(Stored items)
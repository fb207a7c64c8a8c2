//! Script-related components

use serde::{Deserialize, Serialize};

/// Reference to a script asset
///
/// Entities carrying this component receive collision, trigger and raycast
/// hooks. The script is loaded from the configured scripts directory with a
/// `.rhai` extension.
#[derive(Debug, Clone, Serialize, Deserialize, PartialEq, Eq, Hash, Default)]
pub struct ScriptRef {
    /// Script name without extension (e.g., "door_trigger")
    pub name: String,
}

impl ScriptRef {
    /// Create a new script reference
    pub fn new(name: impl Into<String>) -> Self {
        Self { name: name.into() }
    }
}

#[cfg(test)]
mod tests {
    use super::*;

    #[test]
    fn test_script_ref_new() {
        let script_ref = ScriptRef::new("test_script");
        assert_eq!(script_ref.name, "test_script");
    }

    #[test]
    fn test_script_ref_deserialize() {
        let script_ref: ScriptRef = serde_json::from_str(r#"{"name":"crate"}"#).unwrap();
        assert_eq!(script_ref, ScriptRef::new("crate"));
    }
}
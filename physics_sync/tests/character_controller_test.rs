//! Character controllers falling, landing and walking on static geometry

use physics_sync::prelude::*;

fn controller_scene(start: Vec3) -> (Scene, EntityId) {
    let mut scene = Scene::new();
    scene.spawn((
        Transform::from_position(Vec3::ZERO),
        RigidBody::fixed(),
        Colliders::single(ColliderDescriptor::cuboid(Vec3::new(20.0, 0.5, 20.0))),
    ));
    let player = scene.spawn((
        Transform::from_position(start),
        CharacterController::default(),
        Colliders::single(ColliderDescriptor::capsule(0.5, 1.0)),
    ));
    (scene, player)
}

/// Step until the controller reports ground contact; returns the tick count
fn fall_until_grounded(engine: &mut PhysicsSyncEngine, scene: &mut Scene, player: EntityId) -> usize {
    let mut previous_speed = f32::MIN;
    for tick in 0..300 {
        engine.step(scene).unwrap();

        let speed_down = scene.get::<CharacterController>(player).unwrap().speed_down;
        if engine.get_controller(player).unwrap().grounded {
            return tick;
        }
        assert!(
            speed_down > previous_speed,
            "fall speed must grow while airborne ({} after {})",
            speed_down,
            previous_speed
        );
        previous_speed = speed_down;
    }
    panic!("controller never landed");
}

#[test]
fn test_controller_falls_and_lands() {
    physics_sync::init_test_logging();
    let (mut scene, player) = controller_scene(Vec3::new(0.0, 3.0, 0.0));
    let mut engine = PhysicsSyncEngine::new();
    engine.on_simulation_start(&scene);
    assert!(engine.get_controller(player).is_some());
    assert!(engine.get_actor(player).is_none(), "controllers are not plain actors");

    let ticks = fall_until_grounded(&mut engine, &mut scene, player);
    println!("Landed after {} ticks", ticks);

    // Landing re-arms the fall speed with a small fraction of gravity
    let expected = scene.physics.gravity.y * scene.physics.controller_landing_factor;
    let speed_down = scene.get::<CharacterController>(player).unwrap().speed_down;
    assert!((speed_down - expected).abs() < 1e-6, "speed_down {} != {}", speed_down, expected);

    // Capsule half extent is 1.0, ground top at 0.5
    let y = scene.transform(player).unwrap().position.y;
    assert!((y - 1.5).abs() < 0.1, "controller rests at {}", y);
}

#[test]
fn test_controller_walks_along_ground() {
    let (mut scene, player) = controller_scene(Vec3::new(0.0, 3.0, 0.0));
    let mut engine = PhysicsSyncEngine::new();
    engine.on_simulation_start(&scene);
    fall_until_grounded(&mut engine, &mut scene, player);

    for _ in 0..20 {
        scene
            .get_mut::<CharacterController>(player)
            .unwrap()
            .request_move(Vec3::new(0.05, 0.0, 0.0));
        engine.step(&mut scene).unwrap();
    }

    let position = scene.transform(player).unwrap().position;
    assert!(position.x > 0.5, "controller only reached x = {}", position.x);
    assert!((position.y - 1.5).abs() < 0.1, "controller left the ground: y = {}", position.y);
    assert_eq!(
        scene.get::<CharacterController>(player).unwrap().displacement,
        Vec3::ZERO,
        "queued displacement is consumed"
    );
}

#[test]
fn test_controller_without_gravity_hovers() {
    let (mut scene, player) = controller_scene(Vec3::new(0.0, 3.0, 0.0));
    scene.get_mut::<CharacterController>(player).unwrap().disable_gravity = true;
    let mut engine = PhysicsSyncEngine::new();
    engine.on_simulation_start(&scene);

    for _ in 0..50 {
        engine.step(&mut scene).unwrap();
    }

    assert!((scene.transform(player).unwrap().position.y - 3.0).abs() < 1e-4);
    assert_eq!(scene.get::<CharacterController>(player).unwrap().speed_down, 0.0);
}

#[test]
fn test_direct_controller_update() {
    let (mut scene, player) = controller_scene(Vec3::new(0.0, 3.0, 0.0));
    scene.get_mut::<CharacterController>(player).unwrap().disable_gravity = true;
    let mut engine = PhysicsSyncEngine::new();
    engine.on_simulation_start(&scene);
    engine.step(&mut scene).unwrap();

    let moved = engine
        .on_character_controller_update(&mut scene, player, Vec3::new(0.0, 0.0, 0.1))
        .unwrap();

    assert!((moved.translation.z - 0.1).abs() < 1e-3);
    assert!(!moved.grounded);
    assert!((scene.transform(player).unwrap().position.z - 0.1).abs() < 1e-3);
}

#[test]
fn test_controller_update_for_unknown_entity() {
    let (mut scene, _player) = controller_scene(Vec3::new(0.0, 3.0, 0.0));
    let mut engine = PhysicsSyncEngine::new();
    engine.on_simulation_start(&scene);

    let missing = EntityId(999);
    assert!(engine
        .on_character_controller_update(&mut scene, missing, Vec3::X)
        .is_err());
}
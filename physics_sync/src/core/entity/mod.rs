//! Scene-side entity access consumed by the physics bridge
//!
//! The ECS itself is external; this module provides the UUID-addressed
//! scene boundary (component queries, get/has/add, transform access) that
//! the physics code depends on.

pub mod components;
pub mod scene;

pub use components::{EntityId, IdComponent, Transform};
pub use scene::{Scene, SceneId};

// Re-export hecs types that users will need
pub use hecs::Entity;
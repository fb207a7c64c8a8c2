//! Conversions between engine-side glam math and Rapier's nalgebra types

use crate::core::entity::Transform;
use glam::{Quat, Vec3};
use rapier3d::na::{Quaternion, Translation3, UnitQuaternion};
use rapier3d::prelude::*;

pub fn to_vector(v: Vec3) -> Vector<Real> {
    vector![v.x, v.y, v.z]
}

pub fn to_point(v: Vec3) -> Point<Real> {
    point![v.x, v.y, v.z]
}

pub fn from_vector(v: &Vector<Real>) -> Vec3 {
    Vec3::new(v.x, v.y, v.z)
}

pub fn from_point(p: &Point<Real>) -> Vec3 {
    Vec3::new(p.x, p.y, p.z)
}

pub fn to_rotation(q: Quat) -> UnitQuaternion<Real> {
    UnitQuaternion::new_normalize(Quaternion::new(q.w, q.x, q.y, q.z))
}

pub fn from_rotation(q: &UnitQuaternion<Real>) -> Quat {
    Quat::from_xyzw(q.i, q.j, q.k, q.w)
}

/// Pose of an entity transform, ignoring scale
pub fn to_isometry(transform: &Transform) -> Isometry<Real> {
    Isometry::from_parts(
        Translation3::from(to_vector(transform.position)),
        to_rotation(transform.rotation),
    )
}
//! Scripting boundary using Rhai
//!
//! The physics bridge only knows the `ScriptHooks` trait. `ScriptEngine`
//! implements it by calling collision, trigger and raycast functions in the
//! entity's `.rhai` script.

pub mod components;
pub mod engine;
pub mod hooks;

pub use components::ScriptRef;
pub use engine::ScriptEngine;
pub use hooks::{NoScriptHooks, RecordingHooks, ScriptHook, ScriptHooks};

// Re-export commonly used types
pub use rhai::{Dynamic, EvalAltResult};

Task requirements: Once the line containing "directory with a" has been written out, please stop; every line before it, back to the first line of the records above, should be given exactly.

Result for this task:
repository fb207a7c64c8a8c2
//! Script-related components

use serde::{Deserialize, Serialize};

/// Reference to a script asset
///
/// Entities carrying this component receive collision, trigger and raycast
/// hooks. The script is loaded from the configured scripts directory with a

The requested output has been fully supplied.